● **Problem statement**
What lines in the records below hold the string "schema"? Please show them.

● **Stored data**
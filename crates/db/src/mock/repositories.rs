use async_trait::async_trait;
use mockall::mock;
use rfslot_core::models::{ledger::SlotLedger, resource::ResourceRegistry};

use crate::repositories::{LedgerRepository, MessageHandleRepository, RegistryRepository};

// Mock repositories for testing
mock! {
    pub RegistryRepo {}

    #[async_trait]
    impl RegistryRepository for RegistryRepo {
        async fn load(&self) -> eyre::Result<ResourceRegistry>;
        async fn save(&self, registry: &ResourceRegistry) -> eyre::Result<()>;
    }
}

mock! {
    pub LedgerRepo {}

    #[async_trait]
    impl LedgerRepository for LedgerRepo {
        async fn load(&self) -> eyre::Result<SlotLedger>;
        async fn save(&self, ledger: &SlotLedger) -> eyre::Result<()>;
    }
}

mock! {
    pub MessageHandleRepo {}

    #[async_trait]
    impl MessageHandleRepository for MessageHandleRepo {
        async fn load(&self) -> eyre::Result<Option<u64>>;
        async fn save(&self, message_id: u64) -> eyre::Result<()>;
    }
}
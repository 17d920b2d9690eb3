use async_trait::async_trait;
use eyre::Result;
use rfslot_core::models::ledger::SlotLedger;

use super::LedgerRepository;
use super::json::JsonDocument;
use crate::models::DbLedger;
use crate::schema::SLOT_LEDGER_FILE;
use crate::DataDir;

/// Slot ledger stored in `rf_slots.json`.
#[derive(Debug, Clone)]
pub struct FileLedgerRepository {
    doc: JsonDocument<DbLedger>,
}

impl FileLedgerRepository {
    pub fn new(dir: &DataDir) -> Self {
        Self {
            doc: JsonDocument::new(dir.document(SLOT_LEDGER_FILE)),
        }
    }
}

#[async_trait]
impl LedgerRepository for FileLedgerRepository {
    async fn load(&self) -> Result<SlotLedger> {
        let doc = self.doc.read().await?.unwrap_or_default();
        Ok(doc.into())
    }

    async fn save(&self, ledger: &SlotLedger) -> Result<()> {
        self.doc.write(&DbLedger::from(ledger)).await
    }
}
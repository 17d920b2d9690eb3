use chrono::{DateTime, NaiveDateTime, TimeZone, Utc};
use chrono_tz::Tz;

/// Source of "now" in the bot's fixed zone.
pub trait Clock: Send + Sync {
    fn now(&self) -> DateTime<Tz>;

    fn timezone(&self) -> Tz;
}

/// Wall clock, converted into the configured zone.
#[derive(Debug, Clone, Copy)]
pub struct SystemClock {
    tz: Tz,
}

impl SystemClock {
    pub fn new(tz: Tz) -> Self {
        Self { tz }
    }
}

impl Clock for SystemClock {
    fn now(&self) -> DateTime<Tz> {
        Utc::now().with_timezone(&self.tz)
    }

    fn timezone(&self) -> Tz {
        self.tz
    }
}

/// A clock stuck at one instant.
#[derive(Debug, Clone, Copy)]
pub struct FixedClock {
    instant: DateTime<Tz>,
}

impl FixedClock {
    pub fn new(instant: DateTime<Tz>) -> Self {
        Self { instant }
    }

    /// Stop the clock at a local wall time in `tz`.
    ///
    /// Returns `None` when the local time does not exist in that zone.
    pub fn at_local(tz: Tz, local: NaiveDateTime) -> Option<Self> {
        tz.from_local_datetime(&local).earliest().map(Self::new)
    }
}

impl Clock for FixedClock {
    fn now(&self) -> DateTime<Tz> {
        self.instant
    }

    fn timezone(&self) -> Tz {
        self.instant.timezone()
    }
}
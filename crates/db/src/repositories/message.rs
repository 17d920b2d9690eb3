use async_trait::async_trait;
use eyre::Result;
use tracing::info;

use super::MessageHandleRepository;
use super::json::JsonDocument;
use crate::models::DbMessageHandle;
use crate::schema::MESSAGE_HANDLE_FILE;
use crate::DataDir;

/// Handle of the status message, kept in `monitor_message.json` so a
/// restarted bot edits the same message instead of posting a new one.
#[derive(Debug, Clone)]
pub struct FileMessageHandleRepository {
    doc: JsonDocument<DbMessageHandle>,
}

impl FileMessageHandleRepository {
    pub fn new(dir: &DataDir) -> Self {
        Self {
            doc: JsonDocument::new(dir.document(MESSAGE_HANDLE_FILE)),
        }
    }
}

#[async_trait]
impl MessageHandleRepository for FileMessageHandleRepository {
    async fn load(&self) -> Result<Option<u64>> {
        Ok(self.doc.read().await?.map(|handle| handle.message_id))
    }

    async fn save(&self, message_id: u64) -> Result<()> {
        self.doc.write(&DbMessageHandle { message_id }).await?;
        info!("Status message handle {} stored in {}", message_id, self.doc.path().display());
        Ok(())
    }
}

● **Exercise answer**
use crate::schema::SLOT_LEDGER_FILE;
use crate::schema::MESSAGE_HANDLE_FILE;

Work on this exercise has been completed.